Source information Start Marker
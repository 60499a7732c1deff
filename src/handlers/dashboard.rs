// src/handlers/dashboard.rs

use axum::{extract::State, http::StatusCode, response::IntoResponse, Json};
use uuid::Uuid; // usado nos params do Swagger

use crate::{
    common::error::ApiError,
    config::AppState,
    middleware::{i18n::Locale, store::OwnedStore},
    models::dashboard::{DashboardOverview, GraphEntry, RevenueResponse},
};

// GET /api/{store_id}/dashboard/revenue
#[utoipa::path(
    get,
    path = "/api/{store_id}/dashboard/revenue",
    tag = "Dashboard",
    params(("store_id" = Uuid, Path, description = "ID da loja")),
    responses(
        (status = 200, description = "Receita total dos pedidos pagos", body = RevenueResponse),
        (status = 401, description = "Não autorizado"),
        (status = 403, description = "Sem acesso à loja")
    ),
    security(("api_jwt" = []))
)]
pub async fn get_total_revenue(
    State(app_state): State<AppState>,
    locale: Locale,
    OwnedStore(store): OwnedStore,
) -> Result<impl IntoResponse, ApiError> {
    let total_revenue = app_state
        .dashboard_service
        .total_revenue(store.id)
        .await
        .map_err(|app_err| app_err.to_api_error(&locale, &app_state.i18n_store))?;

    Ok((StatusCode::OK, Json(RevenueResponse { total_revenue })))
}

// GET /api/{store_id}/dashboard
#[utoipa::path(
    get,
    path = "/api/{store_id}/dashboard",
    tag = "Dashboard",
    params(("store_id" = Uuid, Path, description = "ID da loja")),
    responses(
        (status = 200, description = "Receita, vendas, estoque e gráfico mensal", body = DashboardOverview),
        (status = 401, description = "Não autorizado"),
        (status = 403, description = "Sem acesso à loja")
    ),
    security(("api_jwt" = []))
)]
pub async fn get_overview(
    State(app_state): State<AppState>,
    locale: Locale,
    OwnedStore(store): OwnedStore,
) -> Result<impl IntoResponse, ApiError> {
    let overview = app_state
        .dashboard_service
        .overview(store.id)
        .await
        .map_err(|app_err| app_err.to_api_error(&locale, &app_state.i18n_store))?;

    Ok((StatusCode::OK, Json(overview)))
}

// GET /api/{store_id}/dashboard/graph-revenue
#[utoipa::path(
    get,
    path = "/api/{store_id}/dashboard/graph-revenue",
    tag = "Dashboard",
    params(("store_id" = Uuid, Path, description = "ID da loja")),
    responses((status = 200, description = "Receita por mês (Jan..Dec)", body = Vec<GraphEntry>)),
    security(("api_jwt" = []))
)]
pub async fn get_graph_revenue(
    State(app_state): State<AppState>,
    locale: Locale,
    OwnedStore(store): OwnedStore,
) -> Result<impl IntoResponse, ApiError> {
    let graph = app_state
        .dashboard_service
        .graph_revenue(store.id)
        .await
        .map_err(|app_err| app_err.to_api_error(&locale, &app_state.i18n_store))?;

    Ok((StatusCode::OK, Json(graph)))
}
Source information End Marker
- Task item: Whenever the word "Json" appears in a line of the listing, report that line.

- Answer to this exercise:
use axum::{extract::State, http::StatusCode, response::IntoResponse, Json};
    Ok((StatusCode::OK, Json(RevenueResponse { total_revenue })))
    Ok((StatusCode::OK, Json(overview)))
    Ok((StatusCode::OK, Json(graph)))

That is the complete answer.